> _Task directions_
Exactly as given, output all the records that follow.

> _Dataset entries_
┄┄┄┄┄┄

use clap::{Parser, ValueEnum};
use log::{error, info, warn};
use lttng_ust_bench::cpu::CpuHotplug;
use lttng_ust_bench::driver::Driver;
use lttng_ust_bench::flatten::{flatten_serialize, IndexStyle};
use lttng_ust_bench::harness::{default_suite, load_suite, BenchConfig, Profile};
use lttng_ust_bench::kernel::KernelBench;
use lttng_ust_bench::output::{write_json, write_plot_properties, write_properties_text};
use lttng_ust_bench::platform::platform_info;
use lttng_ust_bench::runner::BenchmarkTool;
use lttng_ust_bench::schema::{BenchReport, RunMeta};
use lttng_ust_bench::session::{LttngCli, SessionDaemon, Workspace};
use lttng_ust_bench::trace_reader::Babeltrace;
use lttng_ust_bench::{Error, Result};
use std::path::PathBuf;
use std::process::ExitCode;
use std::sync::atomic::{AtomicBool, Ordering};
use std::sync::Arc;

#[derive(Clone, Copy, Debug, ValueEnum)]
enum ProfileArg {
    Quick,
    Full,
}

impl From<ProfileArg> for Profile {
    fn from(v: ProfileArg) -> Self {
        match v {
            ProfileArg::Quick => Profile::Quick,
            ProfileArg::Full => Profile::Full,
        }
    }
}

#[derive(Parser, Debug)]
#[command(name = "lttng-ust-bench")]
#[command(about = "Measure LTTng-UST tracing overhead (JSON + plot property output)")]
struct Args {
    /// Pass counts preset (quick: 1 looping / 2 start-up passes).
    #[arg(long, value_enum, default_value_t = ProfileArg::Quick)]
    profile: ProfileArg,

    /// Override the number of passes of looping benchmarks.
    #[arg(long)]
    full_passes: Option<usize>,

    /// Override the number of passes of start-up-only benchmarks.
    #[arg(long)]
    fast_passes: Option<usize>,

    /// Runner binary spawning the benchmark programs.
    #[arg(long, value_name = "PATH", default_value = "./lttng-ust-benchmarks")]
    runner: PathBuf,

    /// JSON suite definition replacing the built-in benchmarks.
    #[arg(long, value_name = "FILE")]
    suite: Option<PathBuf>,

    /// Directory receiving one `<key>.properties` file per averaged value.
    #[arg(long, value_name = "DIR", default_value = "./jenkins_plot_data")]
    props_dir: PathBuf,

    /// Where to write the full JSON results.
    #[arg(long, value_name = "FILE", default_value = "./benchmarks.json")]
    json_out: PathBuf,

    /// Also write every result as `path = value` lines to this file.
    #[arg(long, value_name = "FILE")]
    properties_file: Option<PathBuf>,

    /// Only benchmark at the current online CPU count.
    #[arg(long, default_value_t = false)]
    no_cpu_sweep: bool,

    /// Skip the kernel tracer benchmark.
    #[arg(long, default_value_t = false)]
    no_kernel: bool,

    #[arg(long, value_name = "DIR", default_value = "kernel-benchmark")]
    kernel_module_dir: PathBuf,

    #[arg(long, default_value_t = 1_000_000)]
    kernel_loops: u64,

    /// Record traces to disk and count their events after each traced run.
    #[arg(long, default_value_t = false)]
    count_events: bool,

    #[arg(long, value_name = "PATH", default_value = "babeltrace2")]
    babeltrace: PathBuf,

    #[arg(long, value_name = "PATH", default_value = "lttng")]
    lttng: PathBuf,

    #[arg(long, value_name = "PATH", default_value = "lttng-sessiond")]
    sessiond: PathBuf,

    /// Seed for the session name; 0 picks one at random.
    #[arg(long, default_value_t = 0)]
    seed: u64,
}

fn now_utc() -> String {
    use std::time::{SystemTime, UNIX_EPOCH};
    let secs = SystemTime::now()
        .duration_since(UNIX_EPOCH)
        .unwrap_or_default()
        .as_secs();
    format!("unix:{secs}")
}

fn git_sha_short() -> Option<String> {
    std::env::var("GIT_SHA")
        .ok()
        .or_else(|| std::env::var("GITHUB_SHA").ok())
        .map(|s| s.chars().take(12).collect())
}

fn bench_config(args: &Args) -> BenchConfig {
    let mut cfg = BenchConfig::new(args.profile.into());
    if let Some(n) = args.full_passes {
        cfg.full_passes = n;
    }
    if let Some(n) = args.fast_passes {
        cfg.fast_passes = n;
    }
    cfg.kernel_loops = (!args.no_kernel).then_some(args.kernel_loops);
    cfg.cpu_sweep = !args.no_cpu_sweep;
    cfg.count_events = args.count_events;
    cfg.seed = args.seed;
    cfg
}

fn run(args: &Args, interrupted: Arc<AtomicBool>) -> Result<()> {
    let cfg = bench_config(args);
    let suite = match &args.suite {
        Some(path) => load_suite(path)?,
        None => default_suite(),
    };

    let workspace = Workspace::new(cfg.seed)?;
    info!(
        "session {} in {}",
        workspace.session_name(),
        workspace.path().display()
    );
    let daemon = SessionDaemon::new(&args.lttng, &args.sessiond, workspace.pidfile());
    let controller = LttngCli::new(&args.lttng, daemon);

    let mut driver: Driver<LttngCli, Babeltrace> = Driver::new(
        BenchmarkTool::new(&args.runner),
        controller,
        workspace,
        suite,
        cfg.clone(),
    )
    .with_interrupt_flag(interrupted);
    if cfg.count_events {
        driver = driver.with_reader(Babeltrace::new(&args.babeltrace));
    }
    if cfg.kernel_loops.is_some() {
        driver = driver.with_kernel(KernelBench::new(&args.kernel_module_dir));
    }

    let results = driver.sweep(&CpuHotplug::default())?;
    // Stop the daemon and remove traces before writing results.
    drop(driver);

    let report = BenchReport {
        run: RunMeta {
            schema_version: 1,
            bench_version: env!("CARGO_PKG_VERSION").to_string(),
            profile: cfg.profile.as_str().to_string(),
            full_passes: cfg.full_passes,
            fast_passes: cfg.fast_passes,
            timestamp_utc: now_utc(),
            git_sha: git_sha_short(),
        },
        data: results.data,
        average: results.average,
        platform: platform_info(),
    };

    write_plot_properties(
        &flatten_serialize(&report.average, IndexStyle::Dotted)?,
        &args.props_dir,
    )?;
    write_json(&report, &args.json_out)?;
    if let Some(path) = &args.properties_file {
        write_properties_text(&flatten_serialize(&report, IndexStyle::Bracketed)?, path)?;
    }
    info!("results written to {}", args.json_out.display());
    Ok(())
}

fn main() -> ExitCode {
    env_logger::Builder::from_env(env_logger::Env::default().default_filter_or("info")).init();
    let args = Args::parse();

    let interrupted = Arc::new(AtomicBool::new(false));
    let flag = Arc::clone(&interrupted);
    if let Err(e) = ctrlc::set_handler(move || flag.store(true, Ordering::SeqCst)) {
        error!("failed to install Ctrl-C handler: {e}");
        return ExitCode::FAILURE;
    }

    match run(&args, Arc::clone(&interrupted)) {
        Ok(()) => ExitCode::SUCCESS,
        // SIGINT also reaches the benchmark child, so whatever failed first
        // is a consequence of the interrupt.
        Err(e) if matches!(e, Error::Interrupted) || interrupted.load(Ordering::SeqCst) => {
            warn!("interrupted ({e}), results discarded");
            ExitCode::from(130)
        }
        Err(e) => {
            error!("{e}");
            ExitCode::FAILURE
        }
    }
}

┄┄┄┄┄┄

> _Response to the task_
use clap::{Parser, ValueEnum};
use log::{error, info, warn};
use lttng_ust_bench::cpu::CpuHotplug;
use lttng_ust_bench::driver::Driver;
use lttng_ust_bench::flatten::{flatten_serialize, IndexStyle};
use lttng_ust_bench::harness::{default_suite, load_suite, BenchConfig, Profile};
use lttng_ust_bench::kernel::KernelBench;
use lttng_ust_bench::output::{write_json, write_plot_properties, write_properties_text};
use lttng_ust_bench::platform::platform_info;
use lttng_ust_bench::runner::BenchmarkTool;
use lttng_ust_bench::schema::{BenchReport, RunMeta};
use lttng_ust_bench::session::{LttngCli, SessionDaemon, Workspace};
use lttng_ust_bench::trace_reader::Babeltrace;
use lttng_ust_bench::{Error, Result};
use std::path::PathBuf;
use std::process::ExitCode;
use std::sync::atomic::{AtomicBool, Ordering};
use std::sync::Arc;

#[derive(Clone, Copy, Debug, ValueEnum)]
enum ProfileArg {
    Quick,
    Full,
}

impl From<ProfileArg> for Profile {
    fn from(v: ProfileArg) -> Self {
        match v {
            ProfileArg::Quick => Profile::Quick,
            ProfileArg::Full => Profile::Full,
        }
    }
}

#[derive(Parser, Debug)]
#[command(name = "lttng-ust-bench")]
#[command(about = "Measure LTTng-UST tracing overhead (JSON + plot property output)")]
struct Args {
    /// Pass counts preset (quick: 1 looping / 2 start-up passes).
    #[arg(long, value_enum, default_value_t = ProfileArg::Quick)]
    profile: ProfileArg,

    /// Override the number of passes of looping benchmarks.
    #[arg(long)]
    full_passes: Option<usize>,

    /// Override the number of passes of start-up-only benchmarks.
    #[arg(long)]
    fast_passes: Option<usize>,

    /// Runner binary spawning the benchmark programs.
    #[arg(long, value_name = "PATH", default_value = "./lttng-ust-benchmarks")]
    runner: PathBuf,

    /// JSON suite definition replacing the built-in benchmarks.
    #[arg(long, value_name = "FILE")]
    suite: Option<PathBuf>,

    /// Directory receiving one `<key>.properties` file per averaged value.
    #[arg(long, value_name = "DIR", default_value = "./jenkins_plot_data")]
    props_dir: PathBuf,

    /// Where to write the full JSON results.
    #[arg(long, value_name = "FILE", default_value = "./benchmarks.json")]
    json_out: PathBuf,

    /// Also write every result as `path = value` lines to this file.
    #[arg(long, value_name = "FILE")]
    properties_file: Option<PathBuf>,

    /// Only benchmark at the current online CPU count.
    #[arg(long, default_value_t = false)]
    no_cpu_sweep: bool,

    /// Skip the kernel tracer benchmark.
    #[arg(long, default_value_t = false)]
    no_kernel: bool,

    #[arg(long, value_name = "DIR", default_value = "kernel-benchmark")]
    kernel_module_dir: PathBuf,

    #[arg(long, default_value_t = 1_000_000)]
    kernel_loops: u64,

    /// Record traces to disk and count their events after each traced run.
    #[arg(long, default_value_t = false)]
    count_events: bool,

    #[arg(long, value_name = "PATH", default_value = "babeltrace2")]
    babeltrace: PathBuf,

    #[arg(long, value_name = "PATH", default_value = "lttng")]
    lttng: PathBuf,

    #[arg(long, value_name = "PATH", default_value = "lttng-sessiond")]
    sessiond: PathBuf,

    /// Seed for the session name; 0 picks one at random.
    #[arg(long, default_value_t = 0)]
    seed: u64,
}

fn now_utc() -> String {
    use std::time::{SystemTime, UNIX_EPOCH};
    let secs = SystemTime::now()
        .duration_since(UNIX_EPOCH)
        .unwrap_or_default()
        .as_secs();
    format!("unix:{secs}")
}

fn git_sha_short() -> Option<String> {
    std::env::var("GIT_SHA")
        .ok()
        .or_else(|| std::env::var("GITHUB_SHA").ok())
        .map(|s| s.chars().take(12).collect())
}

fn bench_config(args: &Args) -> BenchConfig {
    let mut cfg = BenchConfig::new(args.profile.into());
    if let Some(n) = args.full_passes {
        cfg.full_passes = n;
    }
    if let Some(n) = args.fast_passes {
        cfg.fast_passes = n;
    }
    cfg.kernel_loops = (!args.no_kernel).then_some(args.kernel_loops);
    cfg.cpu_sweep = !args.no_cpu_sweep;
    cfg.count_events = args.count_events;
    cfg.seed = args.seed;
    cfg
}

fn run(args: &Args, interrupted: Arc<AtomicBool>) -> Result<()> {
    let cfg = bench_config(args);
    let suite = match &args.suite {
        Some(path) => load_suite(path)?,
        None => default_suite(),
    };

    let workspace = Workspace::new(cfg.seed)?;
    info!(
        "session {} in {}",
        workspace.session_name(),
        workspace.path().display()
    );
    let daemon = SessionDaemon::new(&args.lttng, &args.sessiond, workspace.pidfile());
    let controller = LttngCli::new(&args.lttng, daemon);

    let mut driver: Driver<LttngCli, Babeltrace> = Driver::new(
        BenchmarkTool::new(&args.runner),
        controller,
        workspace,
        suite,
        cfg.clone(),
    )
    .with_interrupt_flag(interrupted);
    if cfg.count_events {
        driver = driver.with_reader(Babeltrace::new(&args.babeltrace));
    }
    if cfg.kernel_loops.is_some() {
        driver = driver.with_kernel(KernelBench::new(&args.kernel_module_dir));
    }

    let results = driver.sweep(&CpuHotplug::default())?;
    // Stop the daemon and remove traces before writing results.
    drop(driver);

    let report = BenchReport {
        run: RunMeta {
            schema_version: 1,
            bench_version: env!("CARGO_PKG_VERSION").to_string(),
            profile: cfg.profile.as_str().to_string(),
            full_passes: cfg.full_passes,
            fast_passes: cfg.fast_passes,
            timestamp_utc: now_utc(),
            git_sha: git_sha_short(),
        },
        data: results.data,
        average: results.average,
        platform: platform_info(),
    };

    write_plot_properties(
        &flatten_serialize(&report.average, IndexStyle::Dotted)?,
        &args.props_dir,
    )?;
    write_json(&report, &args.json_out)?;
    if let Some(path) = &args.properties_file {
        write_properties_text(&flatten_serialize(&report, IndexStyle::Bracketed)?, path)?;
    }
    info!("results written to {}", args.json_out.display());
    Ok(())
}

fn main() -> ExitCode {
    env_logger::Builder::from_env(env_logger::Env::default().default_filter_or("info")).init();
    let args = Args::parse();

    let interrupted = Arc::new(AtomicBool::new(false));
    let flag = Arc::clone(&interrupted);
    if let Err(e) = ctrlc::set_handler(move || flag.store(true, Ordering::SeqCst)) {
        error!("failed to install Ctrl-C handler: {e}");
        return ExitCode::FAILURE;
    }

    match run(&args, Arc::clone(&interrupted)) {
        Ok(()) => ExitCode::SUCCESS,
        // SIGINT also reaches the benchmark child, so whatever failed first
        // is a consequence of the interrupt.
        Err(e) if matches!(e, Error::Interrupted) || interrupted.load(Ordering::SeqCst) => {
            warn!("interrupted ({e}), results discarded");
            ExitCode::from(130)
        }
        Err(e) => {
            error!("{e}");
            ExitCode::FAILURE
        }
    }
}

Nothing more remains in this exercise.